Austria have been a surprise package, but Ireland boast better individuals, as well as a very experienced manager in Giovanni Trapattoni, and should be able to steal second place barring Sweden having a high-scoring game against the Faroe Islands.
But the Irish have two excellent motivations: the schooling by Spain that nailed the coffin shut in their final game of Euro 2012; and more importantly, that superb basketball move as exhibited by one Thierry Henry that kept them out of South Africa two years ago. As long as those incidents are not forgotten, they should be able to navigate the playoffs on sheer desire.
Rooney has been unsettled recently regarding his club, but that should not be allowed to affect his international performances.
We shouldn’t really have to include a team with such individual talents in the "stealers" list, but it seems as though stellar individuals not being able to gel as a team pretty much sums England up.
We’re not going to sit here and discuss what can be done about it—that’s the FA’s problem—but we can make bold predictions about how it will turn out.
England are notorious for giving their supporters a near by-pass before just scraping through—remember David Beckham’s free kick against Greece in 2002? But it’s not just leaving the goals until the last minute this time around; rather, it looks as though leaving top form until the last minute has become the fashion. Though, hasn’t that always been the case?
England should be one of the teams that breezes through the qualifiers, like Germany and Belgium have done so well recently. They haven’t done that, but the last time they failed to qualify for the World Cup was USA 1994—that won’t happen again, at least not this time around.
There are too many talented players and Roy Hodgson is too experienced to let that happen, but he will have to keep an eye on Montenegro. They sit with 14 points above England and Ukraine, who are on 12 and 11 respectively, albeit with an extra game already played.
That said, it won’t be easy, and while England will most likely qualify, it may be through the playoffs, but they can deal with that. What David Luiz said the other day was pretty much the truth, but he made the wrong point. He told The Sun that England don’t have the right mentality to win tournaments, which is true, but what is more accurate is that let alone winning, England rarely deserve to even be there.
Yet somehow they always are.
Uruguay's star players need to step it up if they are to reach Brazil.
Uruguay were the dark horses in South Africa, fighting their way right up to the quarter-final, and then somehow getting past that because of the goalkeeping skills of Luis Suarez. If there’s one thing from that tournament that sticks in the mind, it’s the way that when Asamoah Gyan missed that penalty, Suarez danced around like he had done something to be proud of.

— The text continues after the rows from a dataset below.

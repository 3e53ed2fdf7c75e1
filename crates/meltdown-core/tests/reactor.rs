//! End-to-end tests driving `ReactorCore` through its public interface,
//! the way an external fixed-rate driver would.

use meltdown_core::prelude::*;

/// A position between lattice cells: 0.25 units from the four nearest rod
/// centers, well clear of every 0.1-radius rod.
fn parked(y: f64) -> Vec3 {
    Vec3::new(0.25, y, 0.25)
}

#[test]
fn boundary_exit_releases_without_heat() {
    let cfg = CoreConfig {
        cooling_rate: 0.0,
        ..CoreConfig::default()
    };
    let ambient = cfg.ambient_temp;
    let mut core = ReactorCore::seeded(cfg, 1).unwrap();

    // Just above the core ceiling and just outside the radius.
    core.inject_neutron(Vec3::new(0.25, 4.001, 0.25), Vec3::ZERO);
    core.inject_neutron(Vec3::new(0.0, 2.0, 2.001), Vec3::ZERO);
    assert_eq!(core.neutron_count(), 2);

    core.tick();
    assert_eq!(core.neutron_count(), 0);
    assert_eq!(core.core_temp(), ambient);
}

#[test]
fn fuel_hit_heats_and_spawns_three_children() {
    let cfg = CoreConfig {
        fission_probability: 1.0,
        cooling_rate: 0.0,
        ..CoreConfig::default()
    };
    let mut core = ReactorCore::seeded(cfg, 2).unwrap();

    // One step away from the fuel rod centered at (0, -1.5).
    core.inject_neutron(Vec3::new(0.0, 2.0, -1.65), Vec3::new(0.0, 0.0, 0.1));
    core.tick();

    // The parent was absorbed, exactly three children were born, and the
    // fuel-rod heat was added exactly once.
    assert_eq!(core.neutron_count(), 3);
    assert_eq!(core.core_temp(), 25.0 + core.config().fuel_rod_heat);
}

#[test]
fn fission_can_be_disabled_by_probability() {
    let cfg = CoreConfig {
        fission_probability: 0.0,
        cooling_rate: 0.0,
        ..CoreConfig::default()
    };
    let mut core = ReactorCore::seeded(cfg, 2).unwrap();
    core.inject_neutron(Vec3::new(0.0, 2.0, -1.65), Vec3::new(0.0, 0.0, 0.1));
    core.tick();
    assert_eq!(core.neutron_count(), 0);
    assert_eq!(core.core_temp(), 25.0 + core.config().fuel_rod_heat);
}

#[test]
fn control_rod_absorbs_above_insertion_height() {
    let cfg = CoreConfig {
        cooling_rate: 0.0,
        ..CoreConfig::default()
    };
    let mut core = ReactorCore::seeded(cfg, 3).unwrap();

    // Rods start at 0: the absorbing band covers the whole core, so a
    // neutron crossing the center control rod at y = 1 is captured.
    core.inject_neutron(Vec3::new(0.0, 1.0, -0.15), Vec3::new(0.0, 0.0, 0.01));
    for _ in 0..10 {
        core.tick();
    }
    assert_eq!(core.neutron_count(), 0);
    assert_eq!(core.core_temp(), 25.0 + core.config().control_rod_heat);
}

#[test]
fn neutron_below_insertion_height_passes_through() {
    let cfg = CoreConfig {
        cooling_rate: 0.0,
        ..CoreConfig::default()
    };
    let mut core = ReactorCore::seeded(cfg, 4).unwrap();

    // Withdraw the rods to y = 1.5 (150 ticks at 2 units/s, 200 Hz).
    core.set_rod_command(RodCommand::Raise);
    for _ in 0..150 {
        core.tick();
    }
    assert!((core.control_rod_pos_y() - 1.5).abs() < 1e-9);
    core.set_rod_command(RodCommand::Hold);

    // The same trajectory as the absorption test, but at y = 1.0 < 1.5:
    // the neutron crosses the control-rod position undisturbed.
    core.inject_neutron(Vec3::new(0.0, 1.0, -0.15), Vec3::new(0.0, 0.0, 0.01));
    for _ in 0..30 {
        core.tick();
    }
    assert_eq!(core.neutron_count(), 1);
    assert_eq!(core.core_temp(), 25.0);
}

#[test]
fn explosion_freezes_physics_state() {
    let cfg = CoreConfig {
        cooling_rate: 0.0,
        demand_change_rate: 0.0,
        ..CoreConfig::default()
    };
    let mut core = ReactorCore::seeded(cfg, 5).unwrap();

    for i in 0..5 {
        core.inject_neutron(parked(1.0 + 0.2 * i as f64), Vec3::ZERO);
    }
    // Way past the failure threshold: per-tick explosion probability is
    // about 0.1, so this fires within the loop with overwhelming odds.
    core.increment_temperature(10_000.0);
    let mut exploded = false;
    for _ in 0..10_000 {
        core.tick();
        if core.is_nuke_exploded() {
            exploded = true;
            break;
        }
    }
    assert!(exploded, "core never exploded");
    assert!(core.is_game_over());
    assert!(!core.is_power_outage());

    let temp = core.core_temp();
    let rod_pos = core.control_rod_pos_y();
    let positions: Vec<Vec3> = core.neutron_positions().to_vec();

    core.set_rod_command(RodCommand::Raise);
    core.set_startup_active(true);
    assert!(!core.inject_neutron(parked(2.0), Vec3::ZERO));
    for _ in 0..100 {
        core.tick();
    }

    // Frozen snapshot: nothing in the physics state moved.
    assert_eq!(core.core_temp(), temp);
    assert_eq!(core.control_rod_pos_y(), rod_pos);
    assert_eq!(core.neutron_positions(), &positions[..]);
}

#[test]
fn demand_walk_respects_soft_bounds() {
    let cfg = CoreConfig::default();
    let max_demand = cfg.max_demand;
    let step = cfg.demand_change_rate / cfg.tick_rate;
    let mut core = ReactorCore::seeded(cfg, 1234).unwrap();

    for _ in 0..10_000 {
        // Hold the core just under the failure threshold so the walk
        // keeps running: hot enough to stay started, cool enough never
        // to explode, hotter than any demand the walk reaches.
        core.increment_temperature(1990.0 - core.core_temp());
        core.tick();
        assert!(core.demanded_heat() <= max_demand, "demand exceeded max");
        // Transiently negative by at most one step before the clamp.
        assert!(core.demanded_heat() >= -step - 1e-9);
    }
    assert!(core.is_game_started());
    assert!(!core.is_game_over());
}

#[test]
fn heat_to_start_then_pure_decay() {
    let cfg = CoreConfig {
        demand_change_rate: 0.0,
        ..CoreConfig::default()
    };
    let ambient = cfg.ambient_temp;
    let mut core = ReactorCore::seeded(cfg, 6).unwrap();

    for _ in 0..10 {
        core.increment_temperature(97.5);
    }
    assert_eq!(core.core_temp(), 1000.0);
    assert!(!core.is_game_started());

    core.tick();
    assert!(core.is_game_started());
    let events = core.drain_events();
    assert!(matches!(events[..], [PlantEvent::GameStarted { .. }]));

    // With no neutrons and no demand, the temperature decays first-order
    // toward ambient and never undershoots it.
    let mut prev = core.core_temp();
    for _ in 0..200 {
        core.tick();
        assert!(core.core_temp() < prev);
        assert!(core.core_temp() > ambient);
        prev = core.core_temp();
    }
    assert!(!core.is_game_over());
}

#[test]
fn pool_saturation_drops_silently() {
    let cfg = CoreConfig {
        max_neutrons: 4,
        ..CoreConfig::default()
    };
    let mut core = ReactorCore::seeded(cfg, 7).unwrap();

    for i in 0..4 {
        assert!(core.inject_neutron(parked(1.0 + 0.1 * i as f64), Vec3::ZERO));
    }
    assert!(!core.inject_neutron(parked(2.0), Vec3::ZERO));
    assert!(!core.inject_neutron(parked(2.1), Vec3::ZERO));

    assert_eq!(core.neutron_count(), 4);
    assert_eq!(core.dropped_neutrons(), 2);
}

#[test]
fn soak_run_holds_invariants() {
    let cfg = CoreConfig::default();
    let capacity = cfg.max_neutrons;
    let ambient = cfg.ambient_temp;
    let height = cfg.core_height;
    let step = cfg.demand_change_rate / cfg.tick_rate;
    let mut core = ReactorCore::seeded(cfg, 8).unwrap();

    core.set_startup_active(true);
    core.set_rod_command(RodCommand::Raise);
    for _ in 0..5_000 {
        core.tick();

        assert!(core.neutron_count() <= capacity);
        assert!(core.core_temp() >= ambient);
        assert!(core.demanded_heat() >= -step - 1e-9);
        assert!((0.0..=height).contains(&core.control_rod_pos_y()));

        let snap = core.snapshot();
        if snap.is_nuke_exploded || snap.is_power_outage {
            assert!(snap.is_game_over);
        }
        if snap.is_game_over {
            assert!(snap.is_game_started);
        }
        assert!(!(snap.is_nuke_exploded && snap.is_power_outage));
    }
}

Anyway, Uruguay currently sit outside the qualification places but are only three points off fifth-placed Venezuela with a game in hand, though Peru are sat between them holding an extra point. However, the next two games will be played against those sides, and as long as Suarez can replicate some of his Liverpool form and the rest of the side pull together, they should be able to win both those ties and jump to fifth.
However, no one is betting on them getting any higher than that.
The prediction that they will qualify is based on that they will place fifth, and then whoever they meet from Asia really should not pose much of a problem. Both the Korea Republic and Japan will most likely qualify automatically, which leaves Iran, Oman, Australia and a few other teams of that ilk to be beaten in the playoff—not too much to ask of a side that boasts Suarez and Edinson Cavani in attack.
And that is the insurance policy: if Suarez is distracted by issues in England, then at least they have Cavani. As for Cavani, if he can’t step up to the mark, it’s difficult to see how he can justify that £53 million release clause.